→ **Your goal**
Each record in the listing below is to be duplicated exactly.
══ Data in this exercise
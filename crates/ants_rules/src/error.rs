//! # Rules Error Types
//!
//! Everything that can fail outside the render path: configuration, the
//! settings blob, and moves that break the rules.

use ants_shared::{Card, Field};
use thiserror::Error;

/// Errors raised by the rules crate.
#[derive(Error, Debug, Clone, PartialEq, Eq)]
pub enum RulesError {
    /// The configuration file could not be read or parsed.
    #[error("invalid configuration: {0}")]
    InvalidConfig(String),

    /// A configuration value is outside its domain.
    #[error("configuration value `{field}` out of range: {reason}")]
    ConfigOutOfRange {
        /// Dotted path of the offending key.
        field: &'static str,
        /// What is wrong with it.
        reason: String,
    },

    /// Reading or writing the settings store failed.
    #[error("settings store: {0}")]
    SettingsIo(String),

    /// The settings blob failed validation.
    #[error("corrupt settings blob: {0}")]
    CorruptSettings(&'static str),

    /// A move named a hand slot with no card in it.
    #[error("hand slot {0} is empty")]
    EmptySlot(usize),

    /// A move named a slot outside the hand.
    #[error("hand slot {0} does not exist")]
    NoSuchSlot(usize),

    /// The player cannot pay for the card.
    #[error("cannot afford {card:?}: need {needed} {unit:?}, have {available}")]
    Unaffordable {
        /// The card.
        card: Card,
        /// Resource the card is paid in.
        unit: Field,
        /// Its cost.
        needed: u16,
        /// What the player holds.
        available: u16,
    },

    /// The game has already been decided.
    #[error("the game is over")]
    GameOver,
}

/// Result type for rules operations.
pub type RulesResult<T> = Result<T, RulesError>;
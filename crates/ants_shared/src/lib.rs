//! # Ants Shared
//!
//! Common types used by every crate in the workspace.
//!
//! ## CRITICAL RULE
//!
//! This crate holds data, not behaviour:
//! - screen geometry and the pattern-memory map (`constants`)
//! - the 8×8 planar `Pattern` and tile-map entries (`tile`)
//! - players and resource fields (`player`)
//! - the card catalogue (`cards`)
//! - turn pacing and slide speed (`pacing`)
//!
//! If you need to *draw* something, put it in `ants_rendering`.

#![warn(missing_docs)]
#![deny(unsafe_code)]

pub mod cards;
pub mod constants;
pub mod pacing;
pub mod player;
pub mod tile;

pub use cards::{Card, CardFace, CardType, CARD_COUNT};
pub use constants::{MAP_COLUMNS, MAP_ROWS, PATTERN_CAPACITY, SPRITE_CAPACITY};
pub use pacing::SlideSpeed;
pub use player::{Field, Player, FIELD_COUNT};
pub use tile::{Pattern, TileEntry, PATTERN_BYTES};
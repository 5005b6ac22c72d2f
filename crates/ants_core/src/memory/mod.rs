//! # Pattern Memory Management
//!
//! Pattern memory is partitioned once, at compile time, into slot ranges.
//!
//! ## Design Philosophy
//!
//! Every range is reserved up front. During gameplay:
//! - No slot is allocated or freed
//! - A slot only changes *content*, tracked by its resident key
//! - Re-uploading content that is already resident is skipped

mod pattern_store;
mod slot;

pub use pattern_store::{CacheEntry, PatternStore, Residency, StoreStats};
pub use slot::SlotRange;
════
→ **Result of the exercise**
filename crates/ants_rules/src/error.rs
//! # Rules Error Types
//!
//! Everything that can fail outside the render path: configuration, the
//! settings blob, and moves that break the rules.

use ants_shared::{Card, Field};
use thiserror::Error;

/// Errors raised by the rules crate.
#[derive(Error, Debug, Clone, PartialEq, Eq)]
pub enum RulesError {
    /// The configuration file could not be read or parsed.
    #[error("invalid configuration: {0}")]
    InvalidConfig(String),

    /// A configuration value is outside its domain.
    #[error("configuration value `{field}` out of range: {reason}")]
    ConfigOutOfRange {
        /// Dotted path of the offending key.
        field: &'static str,
        /// What is wrong with it.
        reason: String,
    },

    /// Reading or writing the settings store failed.
    #[error("settings store: {0}")]
    SettingsIo(String),

    /// The settings blob failed validation.
    #[error("corrupt settings blob: {0}")]
    CorruptSettings(&'static str),

    /// A move named a hand slot with no card in it.
    #[error("hand slot {0} is empty")]
    EmptySlot(usize),

    /// A move named a slot outside the hand.
    #[error("hand slot {0} does not exist")]
    NoSuchSlot(usize),

    /// The player cannot pay for the card.
    #[error("cannot afford {card:?}: need {needed} {unit:?}, have {available}")]
    Unaffordable {
        /// The card.
        card: Card,
        /// Resource the card is paid in.
        unit: Field,
        /// Its cost.
        needed: u16,
        /// What the player holds.
        available: u16,
    },

    /// The game has already been decided.
    #[error("the game is over")]
    GameOver,
}

/// Result type for rules operations.
pub type RulesResult<T> = Result<T, RulesError>;
filename crates/ants_shared/src/lib.rs
//! # Ants Shared
//!
//! Common types used by every crate in the workspace.
//!
//! ## CRITICAL RULE
//!
//! This crate holds data, not behaviour:
//! - screen geometry and the pattern-memory map (`constants`)
//! - the 8×8 planar `Pattern` and tile-map entries (`tile`)
//! - players and resource fields (`player`)
//! - the card catalogue (`cards`)
//! - turn pacing and slide speed (`pacing`)
//!
//! If you need to *draw* something, put it in `ants_rendering`.

#![warn(missing_docs)]
#![deny(unsafe_code)]

pub mod cards;
pub mod constants;
pub mod pacing;
pub mod player;
pub mod tile;

pub use cards::{Card, CardFace, CardType, CARD_COUNT};
pub use constants::{MAP_COLUMNS, MAP_ROWS, PATTERN_CAPACITY, SPRITE_CAPACITY};
pub use pacing::SlideSpeed;
pub use player::{Field, Player, FIELD_COUNT};
pub use tile::{Pattern, TileEntry, PATTERN_BYTES};
repository 5005b6ac22c72d2f
filename crates/ants_core/src/memory/mod.rs
//! # Pattern Memory Management
//!
//! Pattern memory is partitioned once, at compile time, into slot ranges.
//!
//! ## Design Philosophy
//!
//! Every range is reserved up front. During gameplay:
//! - No slot is allocated or freed
//! - A slot only changes *content*, tracked by its resident key
//! - Re-uploading content that is already resident is skipped

mod pattern_store;
mod slot;

pub use pattern_store::{CacheEntry, PatternStore, Residency, StoreStats};
pub use slot::SlotRange;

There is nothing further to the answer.